* [Your objective]:
Print every line of the records below exactly as it reads.

* [Material for this exercise]:
╭──
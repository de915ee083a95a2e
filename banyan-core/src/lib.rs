//! Core building blocks for banyan-shield.
//!
//! This crate holds the pieces every other banyan crate leans on:
//!
//! - [`HttpRequest`] / [`HttpResponse`] value types
//! - the framework [`Error`] type and its HTTP status mapping
//! - [`RuntimeMode`], the development/production switch
//! - [`Server`], a small hyper-based HTTP/1 server driving a [`RequestHandler`]
//! - [`logging`], tracing subscriber setup driven by `BANYAN_LOG_*`
//!
//! # Example
//!
//! ```no_run
//! use async_trait::async_trait;
//! use banyan_core::{Error, HttpRequest, HttpResponse, RequestHandler, Server};
//!
//! struct Hello;
//!
//! #[async_trait]
//! impl RequestHandler for Hello {
//!     async fn handle(&self, _req: HttpRequest) -> Result<HttpResponse, Error> {
//!         Ok(HttpResponse::ok().with_body(b"hello".to_vec()))
//!     }
//! }
//!
//! # async fn run() -> Result<(), Error> {
//! Server::new(([127, 0, 0, 1], 3000).into(), Hello).listen().await
//! # }
//! ```

pub mod error;
pub mod http;
pub mod logging;
pub mod mode;
pub mod server;

pub use error::{Error, Result};
pub use http::{HttpRequest, HttpResponse};
pub use mode::{ParseModeError, RuntimeMode};
pub use server::{RequestHandler, Server};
╰──
* [Task response]:
repository de915ee083a95a2e
filename banyan-core/src/lib.rs
//! Core building blocks for banyan-shield.
//!
//! This crate holds the pieces every other banyan crate leans on:
//!
//! - [`HttpRequest`] / [`HttpResponse`] value types
//! - the framework [`Error`] type and its HTTP status mapping
//! - [`RuntimeMode`], the development/production switch
//! - [`Server`], a small hyper-based HTTP/1 server driving a [`RequestHandler`]
//! - [`logging`], tracing subscriber setup driven by `BANYAN_LOG_*`
//!
//! # Example
//!
//! ```no_run
//! use async_trait::async_trait;
//! use banyan_core::{Error, HttpRequest, HttpResponse, RequestHandler, Server};
//!
//! struct Hello;
//!
//! #[async_trait]
//! impl RequestHandler for Hello {
//!     async fn handle(&self, _req: HttpRequest) -> Result<HttpResponse, Error> {
//!         Ok(HttpResponse::ok().with_body(b"hello".to_vec()))
//!     }
//! }
//!
//! # async fn run() -> Result<(), Error> {
//! Server::new(([127, 0, 0, 1], 3000).into(), Hello).listen().await
//! # }
//! ```

pub mod error;
pub mod http;
pub mod logging;
pub mod mode;
pub mod server;

pub use error::{Error, Result};
pub use http::{HttpRequest, HttpResponse};
pub use mode::{ParseModeError, RuntimeMode};
pub use server::{RequestHandler, Server};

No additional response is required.